Future Leadership Foundation, a non-profit headquartered in Jefferson City, Mo., that works to develop Christian leaders across the globe, hosted a June gathering for Baptist leaders across Eastern Europe. Nine Missourians trekked to the Ukraine Baptist Seminary in Lviv, Ukraine, to meet Baptists from Belarus, Moldova, Poland, Romania, Russia and Ukraine. FLF’s European Summit on June 6-7 featured discussions between FLF and Eastern European Baptists as they plan future partnership efforts.
Stephen Mathis, an FLF board member and interim president of the Missouri Baptist Foundation, called the trip “a great reminder of Christians’ ‘oneness in Christ.’” He recounted the joy and thankfulness he saw from Ukrainians, noting that “in the face of poverty and loss that would normally lead to hopelessness, they had hope and gave hope to me.”
“Worshipping together in Lviv, where we were singing praises to God in multiple languages at the same time, was awesome,” he said. “The people we met, especially the Ukrainian refugees, were living examples of I Thessalonians 5:16-18: ‘Rejoice always, pray constantly, and give thanks in all circumstances; for this is the will of God for you.’”
“I am excited about opportunities to partner with Ukrainian brothers and sisters because I know they will not be ‘takers’ only,” Mathis added. “Their commitment to sharing Christ through starting new churches, sending missionaries to other countries and performing social ministries to care for others lets me know that FLF partnership investments will be multiplied.”
Baptists in Eastern Europe agreed. Roman Matviyiv, director of New Hope Ministry in L’viv, said, “I think [the European Summit] was a historic moment and I pray God would lead his way and implement his plans through unity and partnership among these respected leaders from different countries. It was an honor for me to be among such great brothers.”
The Baptists at the Summit came from different nations, including some at conflict with each other. Russian-backed separatists have waged war in eastern Ukraine since 2014, decimating several communities and even destroying Baptist and other churches. Yet, FLF Board Member Steve Hemphill noted that “nevertheless, Christians feel brotherhood.”
“Borders mean little to these Christians,” he said. “As a retired diplomat with the U.S. State Department, I marvel at how little borders mean at this Summit. I lived five years in Eastern Europe and daily lived the ancient enmities between neighbors but, today in L’viv, it is difficult to believe I’m still in Eastern Europe.”
“There are exciting things happening in churches all across Eastern Europe,” Hemphill added. “It’s inspiring to see their growth and we are honored to help.”
After the Summit, FLF leaders also visited Baptist leaders in Ukraine, Lithuania and Estonia.

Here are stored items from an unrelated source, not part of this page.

use std::sync::Arc;

use base64::{Engine as _, engine::general_purpose::STANDARD};
use chrono::Utc;
use serde_json::Value;
use sqlx::SqlitePool;
use tracing::warn;

use super::{StoreError, unique_violation};
use crate::db::models::NotificationChannel;
use crate::notifications::encryption::EncryptionService;
use crate::notifications::models::ChannelType;

/// Durable mapping from `(owner, channel_id)` to a channel. Configurations are
/// encrypted before they are written and decrypted on demand.
#[derive(Clone)]
pub struct ChannelStore {
    pool: SqlitePool,
    encryption: Arc<EncryptionService>,
}

fn duplicate(channel_id: &str) -> StoreError {
    StoreError::Duplicate(format!("Channel ID '{channel_id}' already exists"))
}

fn validate(channel_id: &str, config: &Value) -> Result<(), StoreError> {
    if channel_id.trim().is_empty() {
        return Err(StoreError::InvalidInput("channel_id must not be empty".to_string()));
    }
    if !config.is_object() {
        return Err(StoreError::InvalidInput("config must be a JSON object".to_string()));
    }
    Ok(())
}

impl ChannelStore {
    pub fn new(pool: SqlitePool, encryption: Arc<EncryptionService>) -> Self {
        Self { pool, encryption }
    }

    fn encrypt_config(&self, config: &Value) -> Result<String, StoreError> {
        let plaintext = serde_json::to_vec(config)
            .map_err(|e| StoreError::InvalidInput(e.to_string()))?;
        Ok(STANDARD.encode(self.encryption.encrypt(&plaintext)?))
    }

    /// Creates a channel for `owner_id`. The `(owner, channel_id)` pair must be new.
    pub async fn create(
        &self,
        owner_id: i64,
        channel_id: &str,
        channel_type: ChannelType,
        config: &Value,
    ) -> Result<NotificationChannel, StoreError> {
        validate(channel_id, config)?;
        let encrypted = self.encrypt_config(config)?;
        let now = Utc::now();

        sqlx::query_as::<_, NotificationChannel>(
            r#"
            INSERT INTO notification_channels (user_id, channel_id, channel_type, config, created_at, updated_at)
            VALUES (?, ?, ?, ?, ?, ?)
            RETURNING *
            "#,
        )
        .bind(owner_id)
        .bind(channel_id)
        .bind(channel_type.as_str())
        .bind(encrypted)
        .bind(now)
        .bind(now)
        .fetch_one(&self.pool)
        .await
        .map_err(|e| match unique_violation(&e) {
            Some(_) => duplicate(channel_id),
            None => StoreError::Database(e),
        })
    }

    pub async fn get(&self, id: i64) -> Result<NotificationChannel, StoreError> {
        sqlx::query_as::<_, NotificationChannel>("SELECT * FROM notification_channels WHERE id = ?")
            .bind(id)
            .fetch_optional(&self.pool)
            .await?
            .ok_or(StoreError::NotFound)
    }

    /// Fetches a channel and checks that `owner_id` owns it.
    pub async fn get_owned(&self, id: i64, owner_id: i64) -> Result<NotificationChannel, StoreError> {
        let channel = self.get(id).await?;
        if channel.user_id != owner_id {
            return Err(StoreError::PermissionDenied);
        }
        Ok(channel)
    }

    pub async fn find_by_owner_and_channel_id(
        &self,
        owner_id: i64,
        channel_id: &str,
    ) -> Result<NotificationChannel, StoreError> {
        sqlx::query_as::<_, NotificationChannel>(
            "SELECT * FROM notification_channels WHERE user_id = ? AND channel_id = ?",
        )
        .bind(owner_id)
        .bind(channel_id)
        .fetch_optional(&self.pool)
        .await?
        .ok_or(StoreError::NotFound)
    }

    pub async fn list_for_owner(&self, owner_id: i64) -> Result<Vec<NotificationChannel>, StoreError> {
        Ok(sqlx::query_as::<_, NotificationChannel>(
            "SELECT * FROM notification_channels WHERE user_id = ? ORDER BY channel_id",
        )
        .bind(owner_id)
        .fetch_all(&self.pool)
        .await?)
    }

    /// Replaces `channel_id`, `channel_type` and `config` in one transaction.
    pub async fn update(
        &self,
        id: i64,
        owner_id: i64,
        channel_id: &str,
        channel_type: ChannelType,
        config: &Value,
    ) -> Result<NotificationChannel, StoreError> {
        validate(channel_id, config)?;
        let encrypted = self.encrypt_config(config)?;

        let mut tx = self.pool.begin().await?;

        let existing = sqlx::query_as::<_, NotificationChannel>(
            "SELECT * FROM notification_channels WHERE id = ?",
        )
        .bind(id)
        .fetch_optional(&mut *tx)
        .await?
        .ok_or(StoreError::NotFound)?;
        if existing.user_id != owner_id {
            return Err(StoreError::PermissionDenied);
        }

        let collision: Option<(i64,)> = sqlx::query_as(
            "SELECT id FROM notification_channels WHERE user_id = ? AND channel_id = ? AND id != ?",
        )
        .bind(owner_id)
        .bind(channel_id)
        .bind(id)
        .fetch_optional(&mut *tx)
        .await?;
        if collision.is_some() {
            return Err(duplicate(channel_id));
        }

        let updated = sqlx::query_as::<_, NotificationChannel>(
            r#"
            UPDATE notification_channels
            SET channel_id = ?, channel_type = ?, config = ?, updated_at = ?
            WHERE id = ?
            RETURNING *
            "#,
        )
        .bind(channel_id)
        .bind(channel_type.as_str())
        .bind(encrypted)
        .bind(Utc::now())
        .bind(id)
        .fetch_one(&mut *tx)
        .await
        .map_err(|e| match unique_violation(&e) {
            Some(_) => duplicate(channel_id),
            None => StoreError::Database(e),
        })?;

        tx.commit().await?;
        Ok(updated)
    }

    pub async fn delete(&self, id: i64, owner_id: i64) -> Result<(), StoreError> {
        self.get_owned(id, owner_id).await?;
        sqlx::query("DELETE FROM notification_channels WHERE id = ? AND user_id = ?")
            .bind(id)
            .bind(owner_id)
            .execute(&self.pool)
            .await?;
        Ok(())
    }

    /// Decrypts and parses a channel's configuration.
    ///
    /// Rows stored before encryption was introduced hold plain JSON; those are
    /// accepted only after decryption has failed. Anything else is corrupt.
    pub fn decrypted_config(&self, channel: &NotificationChannel) -> Result<Value, StoreError> {
        let decrypted = STANDARD
            .decode(channel.config.trim())
            .ok()
            .and_then(|ciphertext| self.encryption.decrypt(&ciphertext).ok());

        if let Some(plaintext) = decrypted {
            return match serde_json::from_slice::<Value>(&plaintext) {
                Ok(config) if config.is_object() => Ok(config),
                _ => Err(StoreError::CorruptConfig),
            };
        }

        match serde_json::from_str::<Value>(&channel.config) {
            Ok(config) if config.is_object() => {
                warn!(channel_id = channel.id, "Read legacy plaintext channel configuration.");
                Ok(config)
            }
            _ => Err(StoreError::CorruptConfig),
        }
    }
}

#[cfg(test)]
mod tests {
    use super::*;
    use crate::db::services::user_service::create_user;
    use crate::db::test_pool;
    use serde_json::json;

    async fn setup() -> (ChannelStore, i64, i64) {
        let pool = test_pool().await;
        let alice = create_user(&pool, "alice", "alice@example.com", "hash").await.unwrap();
        let bob = create_user(&pool, "bob", "bob@example.com", "hash").await.unwrap();
        let store = ChannelStore::new(pool, Arc::new(EncryptionService::from_secret("test-key")));
        (store, alice.id, bob.id)
    }

    fn tg_config() -> Value {
        json!({"api_url": "https://api.telegram.org", "bot_token": "123:abc", "chat_id": "42"})
    }

    #[tokio::test]
    async fn created_config_round_trips_and_is_encrypted_at_rest() {
        let (store, alice, _) = setup().await;
        store.create(alice, "tg1", ChannelType::Telegram, &tg_config()).await.unwrap();

        let found = store.find_by_owner_and_channel_id(alice, "tg1").await.unwrap();
        assert_eq!(found.channel_type, "tg");
        assert!(!found.config.contains("123:abc"));
        assert_eq!(store.decrypted_config(&found).unwrap(), tg_config());
    }

    #[tokio::test]
    async fn channel_ids_are_scoped_per_owner() {
        let (store, alice, bob) = setup().await;
        store.create(alice, "alerts", ChannelType::Webhook, &json!({"webhook_url": "https://a"})).await.unwrap();
        store.create(bob, "alerts", ChannelType::Webhook, &json!({"webhook_url": "https://b"})).await.unwrap();

        let err = store
            .create(alice, "alerts", ChannelType::Feishu, &json!({"webhook_url": "https://c"}))
            .await
            .unwrap_err();
        assert!(matches!(err, StoreError::Duplicate(_)));
        assert_eq!(store.list_for_owner(alice).await.unwrap().len(), 1);
    }

    #[tokio::test]
    async fn lookups_report_missing_records() {
        let (store, alice, bob) = setup().await;
        let channel = store.create(alice, "tg1", ChannelType::Telegram, &tg_config()).await.unwrap();

        assert!(matches!(store.get(channel.id + 100).await, Err(StoreError::NotFound)));
        assert!(matches!(
            store.find_by_owner_and_channel_id(bob, "tg1").await,
            Err(StoreError::NotFound)
        ));
        assert!(matches!(
            store.get_owned(channel.id, bob).await,
            Err(StoreError::PermissionDenied)
        ));
    }

    #[tokio::test]
    async fn update_replaces_all_fields() {
        let (store, alice, _) = setup().await;
        let channel = store.create(alice, "tg1", ChannelType::Telegram, &tg_config()).await.unwrap();

        let new_config = json!({"webhook_url": "https://open.feishu.cn/hook"});
        let updated = store
            .update(channel.id, alice, "ops", ChannelType::Feishu, &new_config)
            .await
            .unwrap();
        assert_eq!(updated.channel_id, "ops");
        assert_eq!(updated.channel_type, "feishu");
        assert_eq!(store.decrypted_config(&updated).unwrap(), new_config);
        assert!(updated.updated_at >= channel.updated_at);
    }

    #[tokio::test]
    async fn update_rejects_collisions_and_foreign_owners() {
        let (store, alice, bob) = setup().await;
        let first = store.create(alice, "one", ChannelType::Telegram, &tg_config()).await.unwrap();
        store.create(alice, "two", ChannelType::Telegram, &tg_config()).await.unwrap();

        let err = store
            .update(first.id, alice, "two", ChannelType::Telegram, &tg_config())
            .await
            .unwrap_err();
        assert!(matches!(err, StoreError::Duplicate(_)));

        // Keeping its own channel_id is not a collision.
        store.update(first.id, alice, "one", ChannelType::Telegram, &tg_config()).await.unwrap();

        let err = store
            .update(first.id, bob, "one", ChannelType::Telegram, &tg_config())
            .await
            .unwrap_err();
        assert!(matches!(err, StoreError::PermissionDenied));
    }

    #[tokio::test]
    async fn delete_requires_ownership() {
        let (store, alice, bob) = setup().await;
        let channel = store.create(alice, "tg1", ChannelType::Telegram, &tg_config()).await.unwrap();

        assert!(matches!(store.delete(channel.id, bob).await, Err(StoreError::PermissionDenied)));
        store.delete(channel.id, alice).await.unwrap();
        assert!(matches!(store.get(channel.id).await, Err(StoreError::NotFound)));
    }

    #[tokio::test]
    async fn non_object_config_is_rejected() {
        let (store, alice, _) = setup().await;
        let err = store.create(alice, "x", ChannelType::Webhook, &json!("plain")).await.unwrap_err();
        assert!(matches!(err, StoreError::InvalidInput(_)));
        let err = store.create(alice, "  ", ChannelType::Webhook, &json!({})).await.unwrap_err();
        assert!(matches!(err, StoreError::InvalidInput(_)));
    }

    fn raw_channel(config: &str) -> NotificationChannel {
        NotificationChannel {
            id: 1,
            user_id: 1,
            channel_id: "legacy".to_string(),
            channel_type: "webhook".to_string(),
            config: config.to_string(),
            created_at: Utc::now(),
            updated_at: Utc::now(),
        }
    }

    #[tokio::test]
    async fn legacy_plaintext_is_readable_but_garbage_is_corrupt() {
        let (store, _, _) = setup().await;

        let legacy = raw_channel(r#"{"webhook_url": "https://legacy"}"#);
        assert_eq!(store.decrypted_config(&legacy).unwrap()["webhook_url"], "https://legacy");

        assert!(matches!(
            store.decrypted_config(&raw_channel("bm90IGEgY2lwaGVydGV4dA==")),
            Err(StoreError::CorruptConfig)
        ));
        assert!(matches!(
            store.decrypted_config(&raw_channel("[1, 2]")),
            Err(StoreError::CorruptConfig)
        ));
    }

    #[tokio::test]
    async fn config_from_another_key_is_corrupt() {
        let (store, alice, _) = setup().await;
        let channel = store.create(alice, "tg1", ChannelType::Telegram, &tg_config()).await.unwrap();

        let other = ChannelStore::new(
            store.pool.clone(),
            Arc::new(EncryptionService::from_secret("another-key")),
        );
        assert!(matches!(other.decrypted_config(&channel), Err(StoreError::CorruptConfig)));
    }
}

Igor Bandura, deputy chairman of the All-Ukrainian Union of Associations of Evangelical Christians-Baptists, reflected on the visits for his Union’s website: “Our wealth is the many talented, capable and optimistic people in our country. Despite the difficult situation in Ukraine, they want to serve and make something good for the kingdom of God. Our duty is to invest in people. This is what we want to do most. And we have found common ground with foreign guests.”
FLF leaders attending the European Summit included Greg Morrow, executive director; Gary Collins, treasurer; Melissa Hatfield, director of operations; Chris Cook, field service director; John Jackson, field service director; and Steve Easterwood, board member. Tricia Alberts, executive director of Sports Crusaders, also joined the trip.